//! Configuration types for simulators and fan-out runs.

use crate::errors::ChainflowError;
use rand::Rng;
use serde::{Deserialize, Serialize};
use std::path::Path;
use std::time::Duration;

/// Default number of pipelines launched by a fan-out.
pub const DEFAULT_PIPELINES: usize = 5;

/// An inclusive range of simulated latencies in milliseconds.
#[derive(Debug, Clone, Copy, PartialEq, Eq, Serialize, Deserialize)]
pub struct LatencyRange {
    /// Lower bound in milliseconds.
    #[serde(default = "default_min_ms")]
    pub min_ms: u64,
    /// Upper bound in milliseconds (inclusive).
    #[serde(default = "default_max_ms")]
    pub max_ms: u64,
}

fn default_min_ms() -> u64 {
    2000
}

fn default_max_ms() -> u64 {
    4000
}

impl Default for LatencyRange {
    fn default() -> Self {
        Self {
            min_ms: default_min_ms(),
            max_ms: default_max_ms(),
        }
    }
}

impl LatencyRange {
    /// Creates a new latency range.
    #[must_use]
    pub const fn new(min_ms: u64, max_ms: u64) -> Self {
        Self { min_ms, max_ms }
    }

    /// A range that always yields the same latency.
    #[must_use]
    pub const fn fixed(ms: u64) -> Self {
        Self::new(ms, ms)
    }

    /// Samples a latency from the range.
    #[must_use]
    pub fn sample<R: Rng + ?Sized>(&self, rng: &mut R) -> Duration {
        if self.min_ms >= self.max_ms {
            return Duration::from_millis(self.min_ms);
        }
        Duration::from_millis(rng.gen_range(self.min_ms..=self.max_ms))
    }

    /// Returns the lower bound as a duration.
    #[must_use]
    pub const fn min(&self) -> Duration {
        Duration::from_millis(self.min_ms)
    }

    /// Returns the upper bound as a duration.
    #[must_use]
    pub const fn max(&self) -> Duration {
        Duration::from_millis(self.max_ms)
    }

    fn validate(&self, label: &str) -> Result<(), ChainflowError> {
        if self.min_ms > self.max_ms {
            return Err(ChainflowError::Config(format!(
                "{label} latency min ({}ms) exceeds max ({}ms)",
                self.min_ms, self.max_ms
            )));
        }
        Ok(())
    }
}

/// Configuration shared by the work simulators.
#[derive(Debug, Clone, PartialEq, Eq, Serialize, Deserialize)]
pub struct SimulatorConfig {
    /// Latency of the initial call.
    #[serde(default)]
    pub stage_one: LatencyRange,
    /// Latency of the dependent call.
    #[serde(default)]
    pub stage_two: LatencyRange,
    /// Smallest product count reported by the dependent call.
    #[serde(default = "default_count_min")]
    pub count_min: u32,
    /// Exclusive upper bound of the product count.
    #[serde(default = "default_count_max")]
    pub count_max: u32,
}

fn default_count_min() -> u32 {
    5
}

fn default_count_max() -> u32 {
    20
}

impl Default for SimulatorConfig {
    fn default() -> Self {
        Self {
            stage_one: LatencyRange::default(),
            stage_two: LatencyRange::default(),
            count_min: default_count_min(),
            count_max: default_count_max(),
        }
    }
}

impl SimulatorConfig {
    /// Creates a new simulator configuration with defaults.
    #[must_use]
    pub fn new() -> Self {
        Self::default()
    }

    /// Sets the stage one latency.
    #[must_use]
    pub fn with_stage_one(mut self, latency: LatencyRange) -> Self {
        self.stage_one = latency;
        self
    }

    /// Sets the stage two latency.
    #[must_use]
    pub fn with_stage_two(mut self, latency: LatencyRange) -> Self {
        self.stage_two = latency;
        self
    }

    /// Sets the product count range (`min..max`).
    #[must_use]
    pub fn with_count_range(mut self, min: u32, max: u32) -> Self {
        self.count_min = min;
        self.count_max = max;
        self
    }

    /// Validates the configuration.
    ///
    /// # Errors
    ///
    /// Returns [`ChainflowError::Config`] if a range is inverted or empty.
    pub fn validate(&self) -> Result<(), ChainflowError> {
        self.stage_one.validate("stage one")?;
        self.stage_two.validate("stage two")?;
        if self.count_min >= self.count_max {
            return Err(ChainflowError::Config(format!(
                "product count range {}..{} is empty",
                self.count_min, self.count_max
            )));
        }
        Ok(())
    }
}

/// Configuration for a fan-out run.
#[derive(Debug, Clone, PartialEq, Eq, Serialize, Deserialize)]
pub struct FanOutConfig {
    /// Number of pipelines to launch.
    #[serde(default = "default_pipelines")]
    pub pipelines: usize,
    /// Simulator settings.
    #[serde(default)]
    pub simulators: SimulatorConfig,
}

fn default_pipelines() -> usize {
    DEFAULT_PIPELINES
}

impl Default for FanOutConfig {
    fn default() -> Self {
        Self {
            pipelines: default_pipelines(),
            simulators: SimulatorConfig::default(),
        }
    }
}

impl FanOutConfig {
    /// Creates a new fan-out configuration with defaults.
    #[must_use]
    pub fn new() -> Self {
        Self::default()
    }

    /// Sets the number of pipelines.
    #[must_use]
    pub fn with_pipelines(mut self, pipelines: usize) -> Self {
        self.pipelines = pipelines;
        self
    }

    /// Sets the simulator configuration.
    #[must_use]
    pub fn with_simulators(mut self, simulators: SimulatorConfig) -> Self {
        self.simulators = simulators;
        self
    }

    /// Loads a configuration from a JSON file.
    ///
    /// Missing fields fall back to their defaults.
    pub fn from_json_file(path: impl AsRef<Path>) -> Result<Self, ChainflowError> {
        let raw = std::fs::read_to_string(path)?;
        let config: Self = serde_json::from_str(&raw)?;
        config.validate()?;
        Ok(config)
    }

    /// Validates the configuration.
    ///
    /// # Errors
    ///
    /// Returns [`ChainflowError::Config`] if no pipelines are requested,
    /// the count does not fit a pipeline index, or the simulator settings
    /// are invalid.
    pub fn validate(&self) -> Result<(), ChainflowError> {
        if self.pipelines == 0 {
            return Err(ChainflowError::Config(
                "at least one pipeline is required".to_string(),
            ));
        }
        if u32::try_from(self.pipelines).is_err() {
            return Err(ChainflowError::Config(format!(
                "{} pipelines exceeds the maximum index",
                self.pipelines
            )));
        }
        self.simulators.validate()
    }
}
---
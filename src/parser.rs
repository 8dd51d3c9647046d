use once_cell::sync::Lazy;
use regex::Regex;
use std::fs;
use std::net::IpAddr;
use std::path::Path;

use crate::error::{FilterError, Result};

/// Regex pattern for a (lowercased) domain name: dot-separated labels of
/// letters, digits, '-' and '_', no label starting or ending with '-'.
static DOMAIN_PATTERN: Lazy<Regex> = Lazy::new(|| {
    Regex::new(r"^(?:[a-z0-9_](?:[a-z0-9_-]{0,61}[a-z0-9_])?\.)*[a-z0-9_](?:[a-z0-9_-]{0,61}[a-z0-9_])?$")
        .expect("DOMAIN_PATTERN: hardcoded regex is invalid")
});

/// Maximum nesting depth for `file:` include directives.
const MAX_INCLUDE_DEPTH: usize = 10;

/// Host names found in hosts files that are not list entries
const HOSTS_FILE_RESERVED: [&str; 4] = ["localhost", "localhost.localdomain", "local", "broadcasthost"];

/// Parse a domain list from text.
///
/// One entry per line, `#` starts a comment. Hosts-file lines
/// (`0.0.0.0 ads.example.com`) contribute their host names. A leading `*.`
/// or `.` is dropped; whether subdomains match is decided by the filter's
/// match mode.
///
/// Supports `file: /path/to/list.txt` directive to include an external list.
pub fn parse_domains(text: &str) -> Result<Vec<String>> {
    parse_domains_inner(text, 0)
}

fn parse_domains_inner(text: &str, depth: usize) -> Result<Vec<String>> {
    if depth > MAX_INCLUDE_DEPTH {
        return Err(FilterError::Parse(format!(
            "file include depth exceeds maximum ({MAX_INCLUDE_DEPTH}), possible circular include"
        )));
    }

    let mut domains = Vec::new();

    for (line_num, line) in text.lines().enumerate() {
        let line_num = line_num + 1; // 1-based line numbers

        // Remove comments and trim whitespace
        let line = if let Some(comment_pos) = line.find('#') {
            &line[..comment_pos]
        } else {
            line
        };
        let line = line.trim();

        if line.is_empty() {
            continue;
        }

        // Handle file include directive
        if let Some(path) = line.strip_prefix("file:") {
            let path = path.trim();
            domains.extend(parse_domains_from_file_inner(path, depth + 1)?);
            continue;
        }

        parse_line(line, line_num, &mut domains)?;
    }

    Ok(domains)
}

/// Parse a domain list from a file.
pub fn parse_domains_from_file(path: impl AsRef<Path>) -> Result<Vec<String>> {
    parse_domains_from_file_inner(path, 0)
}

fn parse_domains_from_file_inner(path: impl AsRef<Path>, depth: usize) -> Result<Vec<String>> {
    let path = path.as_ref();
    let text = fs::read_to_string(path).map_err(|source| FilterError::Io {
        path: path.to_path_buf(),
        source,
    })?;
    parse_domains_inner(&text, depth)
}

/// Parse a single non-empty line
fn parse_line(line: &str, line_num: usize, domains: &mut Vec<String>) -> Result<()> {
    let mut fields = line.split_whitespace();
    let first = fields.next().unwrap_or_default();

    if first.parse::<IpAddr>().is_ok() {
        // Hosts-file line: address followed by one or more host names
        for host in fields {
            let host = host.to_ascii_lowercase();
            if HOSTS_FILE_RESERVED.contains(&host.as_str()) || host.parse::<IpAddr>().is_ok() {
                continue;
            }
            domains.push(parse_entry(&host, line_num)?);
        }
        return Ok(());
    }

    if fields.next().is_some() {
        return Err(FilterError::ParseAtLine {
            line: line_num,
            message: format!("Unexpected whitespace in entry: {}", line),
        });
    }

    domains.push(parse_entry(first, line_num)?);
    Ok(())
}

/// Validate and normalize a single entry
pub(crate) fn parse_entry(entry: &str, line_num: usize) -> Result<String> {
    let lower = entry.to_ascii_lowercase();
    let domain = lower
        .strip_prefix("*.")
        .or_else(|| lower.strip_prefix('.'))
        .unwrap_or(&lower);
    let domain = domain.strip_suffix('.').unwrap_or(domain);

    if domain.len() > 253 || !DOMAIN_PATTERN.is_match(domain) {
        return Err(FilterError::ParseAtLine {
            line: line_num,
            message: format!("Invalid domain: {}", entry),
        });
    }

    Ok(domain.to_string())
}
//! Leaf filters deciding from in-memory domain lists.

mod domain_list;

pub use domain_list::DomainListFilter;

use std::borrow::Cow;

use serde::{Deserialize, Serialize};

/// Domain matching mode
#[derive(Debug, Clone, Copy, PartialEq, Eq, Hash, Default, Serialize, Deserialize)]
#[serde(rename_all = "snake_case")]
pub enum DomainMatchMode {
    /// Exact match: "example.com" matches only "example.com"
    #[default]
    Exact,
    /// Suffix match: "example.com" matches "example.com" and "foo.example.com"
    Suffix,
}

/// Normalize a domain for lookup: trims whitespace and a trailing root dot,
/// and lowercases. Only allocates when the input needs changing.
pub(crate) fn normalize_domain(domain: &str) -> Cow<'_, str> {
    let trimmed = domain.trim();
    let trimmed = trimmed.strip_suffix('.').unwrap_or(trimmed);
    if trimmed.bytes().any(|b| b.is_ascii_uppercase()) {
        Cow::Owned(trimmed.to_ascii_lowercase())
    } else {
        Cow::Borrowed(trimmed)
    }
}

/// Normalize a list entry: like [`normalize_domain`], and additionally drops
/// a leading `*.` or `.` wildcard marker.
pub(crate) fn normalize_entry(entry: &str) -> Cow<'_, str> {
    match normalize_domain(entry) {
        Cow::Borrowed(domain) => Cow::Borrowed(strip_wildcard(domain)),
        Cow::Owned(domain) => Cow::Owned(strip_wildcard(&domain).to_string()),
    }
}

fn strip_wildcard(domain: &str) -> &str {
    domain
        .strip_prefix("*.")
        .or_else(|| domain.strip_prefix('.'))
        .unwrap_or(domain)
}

◆ **THE PROBLEM**: Nothing but the lines holding the word "Borrowed" should be returned from the listing above.

◆ **RESULT**:
        Cow::Borrowed(trimmed)
        Cow::Borrowed(domain) => Cow::Borrowed(strip_wildcard(domain)),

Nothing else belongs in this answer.